Design and Simulation of a Frequency Division Multiplexer
Fig 1 shows a frequency division modulator, which is to convert a number of bandlimited signals to a wide-band frequency division modulated signal. Each of input signals xi(t) (i=0,1,2,3) has a bandwidth of B Hz as illustrated in Fig.2, and is already sampled with T1 = 1/2B. The output signal of the modulator should have a spectrum as shown in Fig.3. The Digital Multiplexer is designed to carry out the modulation in discrete-time domain. It contains upsamplers and digital filters.
These digital filters can be derived from the same lowpass filter, called prototype filter and denoted as H(z) (you can use an FIR filter for this purpose). Assume that B = 4kHz and 4 sinusoidal signals xk(t) are used as input each having a frequency less than 4kHz. In order to distinguish them, you should choose 4 different frequencies. If you wish, you can use four speech signals for such a narrowband to wideband conversion.
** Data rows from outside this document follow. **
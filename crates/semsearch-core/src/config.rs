//! Configuration loader and path helpers.
//!
//! Uses Figment to merge built-in defaults + `config.toml` + `config.<env>.toml`
//! + `APP_*` env vars (nested keys separated by `__`, e.g.
//! `APP_CHUNKING__MAX_TOKENS=256`).

use figment::{
    providers::{Env, Format, Serialized, Toml},
    Figment,
};
use serde::{Deserialize, Serialize};
use std::env;
use std::path::PathBuf;

use crate::chunker::ChunkingConfig;
use crate::error::{Error, Result};

#[derive(Debug, Clone, Copy, PartialEq, Eq, Serialize, Deserialize)]
#[serde(rename_all = "snake_case")]
pub enum Architecture {
    Bert,
    XlmRoberta,
}

#[derive(Debug, Clone, Copy, PartialEq, Eq, Serialize, Deserialize)]
#[serde(rename_all = "snake_case")]
pub enum BackendKind {
    Memory,
    Lance,
}

#[derive(Debug, Clone, Default, PartialEq, Serialize, Deserialize)]
pub struct TokenizerSettings {
    /// `tokenizer.json` used for chunking; falls back to the model directory.
    pub path: Option<String>,
}

#[derive(Debug, Clone, PartialEq, Serialize, Deserialize)]
pub struct EmbeddingSettings {
    pub model_dir: String,
    pub architecture: Architecture,
    pub max_len: usize,
    pub batch_size: usize,
    pub use_fake: bool,
    pub fake_dim: usize,
}

impl Default for EmbeddingSettings {
    fn default() -> Self {
        Self {
            model_dir: "models/all-MiniLM-L6-v2".to_string(),
            architecture: Architecture::Bert,
            max_len: 256,
            batch_size: 32,
            use_fake: false,
            fake_dim: 384,
        }
    }
}

#[derive(Debug, Clone, PartialEq, Serialize, Deserialize)]
pub struct IndexSettings {
    pub backend: BackendKind,
    pub uri: String,
    pub table: String,
    pub namespace: String,
}

impl Default for IndexSettings {
    fn default() -> Self {
        Self {
            backend: BackendKind::Memory,
            uri: "data/lancedb".to_string(),
            table: "html_chunks".to_string(),
            namespace: String::new(),
        }
    }
}

#[derive(Debug, Clone, PartialEq, Serialize, Deserialize)]
pub struct SearchSettings {
    pub default_top_k: usize,
    pub max_top_k: usize,
}

impl Default for SearchSettings {
    fn default() -> Self {
        Self { default_top_k: 10, max_top_k: 100 }
    }
}

#[derive(Debug, Clone, PartialEq, Serialize, Deserialize)]
pub struct LogSettings {
    pub level: String,
}

impl Default for LogSettings {
    fn default() -> Self {
        Self { level: "info".to_string() }
    }
}

#[derive(Debug, Clone, Default, PartialEq, Serialize, Deserialize)]
pub struct Settings {
    pub chunking: ChunkingConfig,
    pub tokenizer: TokenizerSettings,
    pub embedding: EmbeddingSettings,
    pub index: IndexSettings,
    pub search: SearchSettings,
    pub log: LogSettings,
}

impl Settings {
    pub fn validate(&self) -> Result<()> {
        self.chunking.validate()?;
        if self.embedding.batch_size == 0 {
            return Err(Error::InvalidConfig("embedding.batch_size must be greater than 0".into()));
        }
        if self.search.default_top_k == 0 {
            return Err(Error::InvalidConfig("search.default_top_k must be greater than 0".into()));
        }
        if self.search.default_top_k > self.search.max_top_k {
            return Err(Error::InvalidConfig(format!(
                "search.default_top_k ({}) exceeds search.max_top_k ({})",
                self.search.default_top_k, self.search.max_top_k
            )));
        }
        Ok(())
    }

    /// Tokenizer file for chunking: explicit path, else `<model_dir>/tokenizer.json`.
    pub fn tokenizer_path(&self) -> PathBuf {
        match &self.tokenizer.path {
            Some(p) => expand_path(p),
            None => expand_path(&self.embedding.model_dir).join("tokenizer.json"),
        }
    }
}

pub struct Config {
    figment: Figment,
}

impl Config {
    pub fn load() -> anyhow::Result<Self> {
        let env_name = env::var("RUST_ENV").unwrap_or_else(|_| "dev".to_string());

        let mut figment = Figment::new()
            .merge(Serialized::defaults(Settings::default()))
            .merge(Toml::file("config.toml"));
        match env_name.as_str() {
            "dev" | "development" => figment = figment.merge(Toml::file("config.dev.toml")),
            "prod" | "production" => figment = figment.merge(Toml::file("config.prod.toml")),
            "test" | "testing" => figment = figment.merge(Toml::file("config.test.toml")),
            _ => {}
        }
        figment = figment.merge(Env::prefixed("APP_").split("__"));

        Ok(Self::from_figment(figment))
    }

    pub fn from_figment(figment: Figment) -> Self {
        Self { figment }
    }

    /// Typed, validated view of the whole configuration.
    pub fn settings(&self) -> Result<Settings> {
        let settings: Settings = self
            .figment
            .extract()
            .map_err(|e| Error::InvalidConfig(e.to_string()))?;
        settings.validate()?;
        Ok(settings)
    }
}

/// Expand a user-provided path string:
/// - Expands leading '~' to the user's home directory
/// - Expands ${VAR} and $VAR environment variables
/// - Returns a PathBuf without attempting to canonicalize
pub fn expand_path<S: AsRef<str>>(input: S) -> PathBuf {
    let s = input.as_ref();
    let expanded_env = shellexpand::env(s).unwrap_or(std::borrow::Cow::Borrowed(s));
    let expanded = shellexpand::tilde(&expanded_env);
    PathBuf::from(expanded.as_ref())
}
You will then convert y(t) back to xi(t) to playback the speech signals.
(a) Develop the multiplexing algorithm to obtain y(n) from xi(n) or y(t) from xi(t). (You might find it easier to work in frequency domain).
(b) Plot your input signals xk(t) and the output signal y(t) with Matlab.
(c) Design a de-multiplxer to convert the "wide-band" signal y(t) to four narrow band signals, i.e., to recover xk(t) from y(t). Plot the recovered signals using the result y(t) you obtained in part
(i), and compare them with your original input signals. (This part is optional. You will get 5 bonus marks if you do it).